Records excerpted from a collection
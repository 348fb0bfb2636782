use std::fs;
use std::path::Path;
use std::sync::Arc;
use tracing::info;

use crate::app::ports::ArtifactStorePort;
use crate::artifact::{ArtifactManifest, PublishRequest};
use crate::error::{Result, StepError};
use crate::table::Table;

/// Publishes an existing CSV file as a new version, e.g. the raw input a
/// cleaning run will later fetch.
pub struct UploadUseCase {
    store: Arc<dyn ArtifactStorePort>,
}

impl UploadUseCase {
    pub fn new(store: Arc<dyn ArtifactStorePort>) -> Self {
        Self { store }
    }

    /// The payload is stored byte-for-byte; it is parsed only to reject
    /// non-tabular files and to fill in row count and columns.
    pub fn upload_bytes(
        &self,
        name: &str,
        type_tag: &str,
        description: &str,
        payload: Vec<u8>,
    ) -> Result<ArtifactManifest> {
        if type_tag.trim().is_empty() {
            return Err(StepError::Configuration("artifact type must not be empty".to_string()));
        }
        let table = Table::from_csv_bytes(&payload)?;
        let manifest = self.store.publish(PublishRequest {
            name: name.to_string(),
            type_tag: type_tag.to_string(),
            description: description.to_string(),
            payload,
            row_count: table.len(),
            columns: table.columns().to_vec(),
            run_id: None,
        })?;
        info!(reference = %manifest.reference, rows = manifest.row_count, "uploaded artifact");
        Ok(manifest)
    }

    pub fn upload_file(&self, path: &Path, name: &str, type_tag: &str, description: &str) -> Result<ArtifactManifest> {
        let payload = fs::read(path).map_err(|e| {
            StepError::Configuration(format!("cannot read '{}': {}", path.display(), e))
        })?;
        self.upload_bytes(name, type_tag, description, payload)
    }
}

Exercise description
Every entry must appear in the answer exactly as written.

Expected output
repository 348fb0bfb2636782
use std::fs;
use std::path::Path;
use std::sync::Arc;
use tracing::info;

use crate::app::ports::ArtifactStorePort;
use crate::artifact::{ArtifactManifest, PublishRequest};
use crate::error::{Result, StepError};
use crate::table::Table;

/// Publishes an existing CSV file as a new version, e.g. the raw input a
/// cleaning run will later fetch.
pub struct UploadUseCase {
    store: Arc<dyn ArtifactStorePort>,
}

impl UploadUseCase {
    pub fn new(store: Arc<dyn ArtifactStorePort>) -> Self {
        Self { store }
    }

    /// The payload is stored byte-for-byte; it is parsed only to reject
    /// non-tabular files and to fill in row count and columns.
    pub fn upload_bytes(
        &self,
        name: &str,
        type_tag: &str,
        description: &str,
        payload: Vec<u8>,
    ) -> Result<ArtifactManifest> {
        if type_tag.trim().is_empty() {
            return Err(StepError::Configuration("artifact type must not be empty".to_string()));
        }
        let table = Table::from_csv_bytes(&payload)?;
        let manifest = self.store.publish(PublishRequest {
            name: name.to_string(),
            type_tag: type_tag.to_string(),
            description: description.to_string(),
            payload,
            row_count: table.len(),
            columns: table.columns().to_vec(),
            run_id: None,
        })?;
        info!(reference = %manifest.reference, rows = manifest.row_count, "uploaded artifact");
        Ok(manifest)
    }

    pub fn upload_file(&self, path: &Path, name: &str, type_tag: &str, description: &str) -> Result<ArtifactManifest> {
        let payload = fs::read(path).map_err(|e| {
            StepError::Configuration(format!("cannot read '{}': {}", path.display(), e))
        })?;
        self.upload_bytes(name, type_tag, description, payload)
    }
}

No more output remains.